O Sampaense Basket assegurou a manutenção na Proliga (o segundo escalão da modalidade em Portugal) na derradeira jornada da prova e graças a uma conjugação de resultados. O coordenador e treinador de basquetebol do clube, Cláudio Figueiredo, que está ligado ao clube há vários anos, reconhece que houve alguma angústia, antes da festa, mas que o objectivo principal foi atingido. O técnico do clube, que conta cerca de uma centena de jovens na formação, considera que é muito difícil um emblema do interior jogar a este nível, quer pela dificuldade de recrutar jogadores, quer pela menor existência de patrocinadores. “Além disso muitos dos jogadores que formamos chegam aos 18, 20 anos vão estudar para fora e deixam de poder treinar”, conta o técnico ao CBS, lamentando que o emblema de Oliveira do Hospital seja o único do interior do país a disputar as provas profissionais.
CBS – Esta época que terminou a equipa e os adeptos do Sampaense Basket sofreram até ao último minuto…
Cláudio Figueiredo – Conseguimos a manutenção apenas na última jornada. Mas conseguimos o principal objectivo da época: a manutenção. Queríamos mais. Queríamos evitar a angústia de deixar todas as decisões para a última jornada e com a manutenção a não depender apenas do nosso resultado. Não foi fácil. Mas, no final, foi reconfortante conquistar a continuação na Proliga.
É difícil manter uma equipa de basquetebol do interior nas provas profissionais?
É muito complicado. Não é fácil para nenhuma modalidade, mas para aquelas que são consideradas amadores o panorama é ainda mais complexo. Há menos patrocinadores, logo um orçamento inferior, mas há também uma dificuldade maior de atrair jogadores. Os que têm experiência e qualidade não querem vir para o interior e em termos financeiros também não conseguimos ser atractivos.
O Sampaense Basket é uma das poucas equipas do interior a jogar basquetebol nas provas profissionais. É devido a essas dificuldades?

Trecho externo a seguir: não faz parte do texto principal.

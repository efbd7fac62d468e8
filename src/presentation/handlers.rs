// HTTP request handlers for the turbine data service
use crate::domain::query::WIRE_TIME_FORMAT;
use crate::domain::sample::RawSample;
use crate::presentation::app_state::AppState;
use axum::{
    extract::{Path, Query, State},
    http::StatusCode,
    response::{IntoResponse, Json, Response},
    routing::get,
    Router,
};
use chrono::NaiveDateTime;
use serde::{Deserialize, Serialize};
use serde_json::json;
use std::sync::Arc;
use tower_http::cors::CorsLayer;
use tower_http::trace::TraceLayer;

#[derive(Deserialize)]
pub struct RangeParams {
    pub start_time: String,
    pub end_time: String,
}

#[derive(Serialize)]
struct TurbineResponse {
    turbine_id: String,
    data: Vec<RawSample>,
}

pub fn router(state: Arc<AppState>) -> Router {
    // Permissive CORS: the API also serves browser frontends.
    Router::new()
        .route("/healthz", get(health_check))
        .route("/turbine/:turbine_id/data", get(get_turbine_data))
        .layer(CorsLayer::permissive())
        .layer(TraceLayer::new_for_http())
        .with_state(state)
}

/// Health check endpoint
pub async fn health_check() -> &'static str {
    "ok"
}

/// Samples for one turbine within an inclusive time window, sorted by
/// timestamp ascending. Numeric fields keep their locale formatting.
pub async fn get_turbine_data(
    Path(turbine_id): Path<String>,
    Query(params): Query<RangeParams>,
    State(state): State<Arc<AppState>>,
) -> Response {
    let bounds = NaiveDateTime::parse_from_str(params.start_time.trim(), WIRE_TIME_FORMAT)
        .and_then(|start| {
            let end = NaiveDateTime::parse_from_str(params.end_time.trim(), WIRE_TIME_FORMAT)?;
            Ok((start, end))
        });
    let (start, end) = match bounds {
        Ok(bounds) => bounds,
        Err(_) => {
            return error_response(
                StatusCode::BAD_REQUEST,
                "Invalid date format. Use DD.MM.YYYY, HH:MM",
            );
        }
    };

    let records = state.store.records_in_range(&turbine_id, start, end);
    if records.is_empty() {
        return error_response(
            StatusCode::NOT_FOUND,
            "No data found for the turbine ID and time range.",
        );
    }

    let data = records
        .into_iter()
        .map(|record| RawSample {
            datetime: record.timestamp.format("%Y-%m-%d %H:%M:%S").to_string(),
            wind_speed: record.wind_speed.clone(),
            power: record.power.clone(),
        })
        .collect();

    Json(TurbineResponse { turbine_id, data }).into_response()
}

fn error_response(status: StatusCode, detail: &str) -> Response {
    (status, Json(json!({ "detail": detail }))).into_response()
}
// Main entry point - service and viewer subcommands
use anyhow::Context;
use clap::{Parser, Subcommand};
use std::sync::Arc;
use tracing_subscriber::EnvFilter;

use power_curve::infrastructure::config::{load_service_config, load_viewer_config};
use power_curve::infrastructure::csv_store::CsvTurbineStore;
use power_curve::presentation::app_state::AppState;
use power_curve::presentation::{handlers, viewer};

const VIEWER_LOG_FILE: &str = "power-curve-viewer.log";

#[derive(Parser)]
#[command(name = "power-curve", version, about = "Wind turbine power-curve explorer")]
struct Cli {
    #[command(subcommand)]
    command: Command,
}

#[derive(Subcommand)]
enum Command {
    /// Serve turbine measurement data over HTTP
    Serve {
        /// Config file (defaults to config/service.toml)
        #[arg(long)]
        config: Option<String>,
    },
    /// Explore a turbine's power curve in the terminal
    View {
        /// Config file (defaults to config/viewer.toml)
        #[arg(long)]
        config: Option<String>,
        /// Override the data service base URL
        #[arg(long)]
        base_url: Option<String>,
    },
}

fn env_filter() -> EnvFilter {
    EnvFilter::try_from_default_env().unwrap_or_else(|_| EnvFilter::new("info"))
}

#[tokio::main]
async fn main() -> anyhow::Result<()> {
    let cli = Cli::parse();
    match cli.command {
        Command::Serve { config } => serve(config.as_deref()).await,
        Command::View { config, base_url } => view(config.as_deref(), base_url).await,
    }
}

async fn serve(config_path: Option<&str>) -> anyhow::Result<()> {
    tracing_subscriber::fmt().with_env_filter(env_filter()).init();

    let config = load_service_config(config_path)?;
    let store = CsvTurbineStore::load(&config.data_dir)
        .with_context(|| format!("loading turbine exports from {}", config.data_dir.display()))?;
    tracing::info!(turbines = ?store.turbine_ids(), "measurement store ready");

    let state = Arc::new(AppState {
        store: Arc::new(store),
    });
    let router = handlers::router(state);

    let listener = tokio::net::TcpListener::bind(&config.listen_addr)
        .await
        .with_context(|| format!("binding {}", config.listen_addr))?;
    tracing::info!(addr = %config.listen_addr, "starting turbine data service");
    axum::serve(listener, router).await?;

    Ok(())
}

async fn view(config_path: Option<&str>, base_url: Option<String>) -> anyhow::Result<()> {
    // The alternate screen owns stdout, so log records go to a file.
    let appender = tracing_appender::rolling::never(".", VIEWER_LOG_FILE);
    let (writer, _guard) = tracing_appender::non_blocking(appender);
    tracing_subscriber::fmt()
        .with_env_filter(env_filter())
        .with_writer(writer)
        .with_ansi(false)
        .init();

    let mut config = load_viewer_config(config_path)?;
    if let Some(base_url) = base_url {
        config.base_url = base_url;
    }
    viewer::app::run(config).await
}
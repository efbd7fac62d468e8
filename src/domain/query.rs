// Turbine query domain model
use chrono::NaiveDateTime;
use thiserror::Error;

/// Timestamp format used everywhere on the wire: day-first, 24-hour,
/// comma-space separator before the time ("31.12.2016, 23:50").
pub const WIRE_TIME_FORMAT: &str = "%d.%m.%Y, %H:%M";

#[derive(Debug, Error, Clone, PartialEq, Eq)]
pub enum ValidationError {
    // The original UI surfaced this exact message whether the turbine id
    // or a time bound was missing; that behavior is kept as-is.
    #[error("Turbine ID is required")]
    MissingField,
}

/// A fully validated request for one turbine's samples in a time window.
/// Constructing one is the only way to reach the data service, so a
/// query with a missing field can never produce a network call.
#[derive(Debug, Clone, PartialEq)]
pub struct TurbineQuery {
    pub turbine_id: String,
    pub start: NaiveDateTime,
    pub end: NaiveDateTime,
}

impl TurbineQuery {
    pub fn new(turbine_id: impl Into<String>, start: NaiveDateTime, end: NaiveDateTime) -> Self {
        Self {
            turbine_id: turbine_id.into(),
            start,
            end,
        }
    }

    /// Validate raw form input. The time bounds must already be in the
    /// wire format; anything unset or unparseable rejects the attempt
    /// locally.
    pub fn parse(turbine_id: &str, start: &str, end: &str) -> Result<Self, ValidationError> {
        let turbine_id = turbine_id.trim();
        if turbine_id.is_empty() {
            return Err(ValidationError::MissingField);
        }
        let start = NaiveDateTime::parse_from_str(start.trim(), WIRE_TIME_FORMAT)
            .map_err(|_| ValidationError::MissingField)?;
        let end = NaiveDateTime::parse_from_str(end.trim(), WIRE_TIME_FORMAT)
            .map_err(|_| ValidationError::MissingField)?;
        Ok(Self::new(turbine_id, start, end))
    }

    pub fn start_param(&self) -> String {
        self.start.format(WIRE_TIME_FORMAT).to_string()
    }

    pub fn end_param(&self) -> String {
        self.end.format(WIRE_TIME_FORMAT).to_string()
    }
}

O Sampaense é mesmo a única equipa do interior a jogar as provas profissionais. Infelizmente não há mais nenhuma. Agora está na Proliga, mas já esteve alguns anos na I Divisão (da época 2009/2010 até à temporada de 2014-2015). Mas é muito difícil superar todas as dificuldades, tanto financeiras, como de recrutamento de jogadores. Quase todos os que têm experiência e qualidade não querem vir para esta região. Temos de recrutar nos escalões inferiores e alguns estrangeiros. Esta época tínhamos, por exemplo, três americanos que vão embora, mas vamos ter outros três estrangeiros.
A formação não consegue fornecer jogadores à equipa principal?
Temos todos os escalões de formação em masculinos que conta com cerca de 70 atletas e voltámos a ter o basquetebol feminino que já tem já 24 meninas. Mas também aqui temos um problema de reter os jovens porque atingem os 18 ou 20 anos vão estudar para fora e deixam de poder treinar. Mesmo assim na equipa principal temos dois jogadores formados no clube. E esta época temos um atleta Sub-18 que vai para a equipa principal e outros dois vão começar também a treinar com os seniores. Esta transição entre escalões é muito complicada. Tem de ser realizada com muito cuidado. Mas os jogadores que conseguimos formar são o reflexo de um clube que trabalha bem e consegue mitigar as dificuldades.
….
A adesão dos jovens a esta modalidade, diga-se, tem aumentado. Temos conseguido que alguns dos nossos jogadores vão às diversas selecções…
Agora uma jovem atleta do Sampaense, a Anouk Kievit, foi chamada aos trabalhos da Federação….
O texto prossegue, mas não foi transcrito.